Task to carry out: Repeat every line of the following material exactly.

Records supplied:
---*---
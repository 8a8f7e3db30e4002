//! Leaderboard: lineup totals per week and across the playoffs.

use crate::{
    lineup::Lineup, models::Manager, scoring::compute::round_points, ManagerId, PlayerId,
    WeekNumber,
};
use serde::Serialize;
use std::{cmp::Ordering, collections::BTreeMap};

/// Player points for one week, keyed by player.
pub type WeekScores = BTreeMap<PlayerId, f64>;

#[derive(Debug, Clone, PartialEq, Serialize)]
pub struct Standing {
    pub manager_id: ManagerId,
    pub name: String,
    pub weekly: BTreeMap<WeekNumber, f64>,
    pub total: f64,
}

/// Sum of the lineup's five players; players without a score count as zero.
pub fn week_score(lineup: &Lineup, scores: &WeekScores) -> f64 {
    let total = lineup
        .slots
        .player_ids()
        .iter()
        .map(|id| scores.get(id).copied().unwrap_or(0.0))
        .sum();
    round_points(total)
}

/// One row per manager with a score for every playoff week (zero where no
/// lineup was submitted), ordered by total descending, then by name.
pub fn season_standings(
    managers: &[Manager],
    lineups: &[Lineup],
    scores: &BTreeMap<WeekNumber, WeekScores>,
) -> Vec<Standing> {
    let empty = WeekScores::new();
    let by_key: BTreeMap<(ManagerId, WeekNumber), &Lineup> = lineups
        .iter()
        .map(|l| ((l.manager_id, l.week), l))
        .collect();

    let mut standings: Vec<Standing> = managers
        .iter()
        .map(|manager| {
            let weekly: BTreeMap<WeekNumber, f64> = WeekNumber::PLAYOFF_WEEKS
                .iter()
                .map(|week| {
                    let points = by_key.get(&(manager.id, *week)).map_or(0.0, |lineup| {
                        week_score(lineup, scores.get(week).unwrap_or(&empty))
                    });
                    (*week, points)
                })
                .collect();
            let total = round_points(weekly.values().sum());

            Standing {
                manager_id: manager.id,
                name: manager.name.clone(),
                weekly,
                total,
            }
        })
        .collect();

    standings.sort_by(|a, b| {
        b.total
            .partial_cmp(&a.total)
            .unwrap_or(Ordering::Equal)
            .then_with(|| a.name.cmp(&b.name))
    });
    standings
}

#[cfg(test)]
mod tests {
    use super::*;
    use crate::lineup::LineupSlots;

    fn lineup(manager: i64, week: u8, first_player: i64) -> Lineup {
        let id = |offset: i64| PlayerId::new(first_player + offset);
        Lineup {
            manager_id: ManagerId::new(manager),
            week: WeekNumber::new(week),
            slots: LineupSlots {
                qb: id(0),
                rb: id(1),
                wr: id(2),
                te: id(3),
                flex: id(4),
            },
        }
    }

    fn manager(id: i64, name: &str) -> Manager {
        Manager {
            id: ManagerId::new(id),
            name: name.to_string(),
        }
    }

    #[test]
    fn test_week_score_treats_missing_as_zero() {
        let scores: WeekScores = [(PlayerId::new(1), 10.25), (PlayerId::new(3), 4.1)]
            .into_iter()
            .collect();
        assert_eq!(week_score(&lineup(1, 1, 1), &scores), 14.35);
    }

    #[test]
    fn test_standings_sorted_by_total_then_name() {
        let managers = vec![manager(1, "Carol"), manager(2, "alice"), manager(3, "Bob")];
        let lineups = vec![lineup(1, 1, 1), lineup(2, 1, 1), lineup(3, 1, 10), lineup(3, 2, 10)];

        let mut scores = BTreeMap::new();
        scores.insert(
            WeekNumber::new(1),
            (1..=14).map(|i| (PlayerId::new(i), 1.0)).collect(),
        );
        scores.insert(
            WeekNumber::new(2),
            (10..=14).map(|i| (PlayerId::new(i), 2.0)).collect(),
        );

        let standings = season_standings(&managers, &lineups, &scores);
        let order: Vec<_> = standings.iter().map(|s| s.name.as_str()).collect();
        assert_eq!(order, vec!["Bob", "Carol", "alice"]);

        assert_eq!(standings[0].total, 15.0);
        assert_eq!(standings[0].weekly[&WeekNumber::new(2)], 10.0);
        assert_eq!(standings[1].weekly.len(), 4);
        assert_eq!(standings[1].weekly[&WeekNumber::new(3)], 0.0);
    }

    #[test]
    fn test_manager_without_lineups_scores_zero() {
        let standings = season_standings(&[manager(1, "Dana")], &[], &BTreeMap::new());
        assert_eq!(standings[0].total, 0.0);
    }
}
---*---
Answer to the problem:
repository 8a8f7e3db30e4002
//! Leaderboard: lineup totals per week and across the playoffs.

use crate::{
    lineup::Lineup, models::Manager, scoring::compute::round_points, ManagerId, PlayerId,
    WeekNumber,
};
use serde::Serialize;
use std::{cmp::Ordering, collections::BTreeMap};

/// Player points for one week, keyed by player.
pub type WeekScores = BTreeMap<PlayerId, f64>;

#[derive(Debug, Clone, PartialEq, Serialize)]
pub struct Standing {
    pub manager_id: ManagerId,
    pub name: String,
    pub weekly: BTreeMap<WeekNumber, f64>,
    pub total: f64,
}

/// Sum of the lineup's five players; players without a score count as zero.
pub fn week_score(lineup: &Lineup, scores: &WeekScores) -> f64 {
    let total = lineup
        .slots
        .player_ids()
        .iter()
        .map(|id| scores.get(id).copied().unwrap_or(0.0))
        .sum();
    round_points(total)
}

/// One row per manager with a score for every playoff week (zero where no
/// lineup was submitted), ordered by total descending, then by name.
pub fn season_standings(
    managers: &[Manager],
    lineups: &[Lineup],
    scores: &BTreeMap<WeekNumber, WeekScores>,
) -> Vec<Standing> {
    let empty = WeekScores::new();
    let by_key: BTreeMap<(ManagerId, WeekNumber), &Lineup> = lineups
        .iter()
        .map(|l| ((l.manager_id, l.week), l))
        .collect();

    let mut standings: Vec<Standing> = managers
        .iter()
        .map(|manager| {
            let weekly: BTreeMap<WeekNumber, f64> = WeekNumber::PLAYOFF_WEEKS
                .iter()
                .map(|week| {
                    let points = by_key.get(&(manager.id, *week)).map_or(0.0, |lineup| {
                        week_score(lineup, scores.get(week).unwrap_or(&empty))
                    });
                    (*week, points)
                })
                .collect();
            let total = round_points(weekly.values().sum());

            Standing {
                manager_id: manager.id,
                name: manager.name.clone(),
                weekly,
                total,
            }
        })
        .collect();

    standings.sort_by(|a, b| {
        b.total
            .partial_cmp(&a.total)
            .unwrap_or(Ordering::Equal)
            .then_with(|| a.name.cmp(&b.name))
    });
    standings
}

#[cfg(test)]
mod tests {
    use super::*;
    use crate::lineup::LineupSlots;

    fn lineup(manager: i64, week: u8, first_player: i64) -> Lineup {
        let id = |offset: i64| PlayerId::new(first_player + offset);
        Lineup {
            manager_id: ManagerId::new(manager),
            week: WeekNumber::new(week),
            slots: LineupSlots {
                qb: id(0),
                rb: id(1),
                wr: id(2),
                te: id(3),
                flex: id(4),
            },
        }
    }

    fn manager(id: i64, name: &str) -> Manager {
        Manager {
            id: ManagerId::new(id),
            name: name.to_string(),
        }
    }

    #[test]
    fn test_week_score_treats_missing_as_zero() {
        let scores: WeekScores = [(PlayerId::new(1), 10.25), (PlayerId::new(3), 4.1)]
            .into_iter()
            .collect();
        assert_eq!(week_score(&lineup(1, 1, 1), &scores), 14.35);
    }

    #[test]
    fn test_standings_sorted_by_total_then_name() {
        let managers = vec![manager(1, "Carol"), manager(2, "alice"), manager(3, "Bob")];
        let lineups = vec![lineup(1, 1, 1), lineup(2, 1, 1), lineup(3, 1, 10), lineup(3, 2, 10)];

        let mut scores = BTreeMap::new();
        scores.insert(
            WeekNumber::new(1),
            (1..=14).map(|i| (PlayerId::new(i), 1.0)).collect(),
        );
        scores.insert(
            WeekNumber::new(2),
            (10..=14).map(|i| (PlayerId::new(i), 2.0)).collect(),
        );

        let standings = season_standings(&managers, &lineups, &scores);
        let order: Vec<_> = standings.iter().map(|s| s.name.as_str()).collect();
        assert_eq!(order, vec!["Bob", "Carol", "alice"]);

        assert_eq!(standings[0].total, 15.0);
        assert_eq!(standings[0].weekly[&WeekNumber::new(2)], 10.0);
        assert_eq!(standings[1].weekly.len(), 4);
        assert_eq!(standings[1].weekly[&WeekNumber::new(3)], 0.0);
    }

    #[test]
    fn test_manager_without_lineups_scores_zero() {
        let standings = season_standings(&[manager(1, "Dana")], &[], &BTreeMap::new());
        assert_eq!(standings[0].total, 0.0);
    }
}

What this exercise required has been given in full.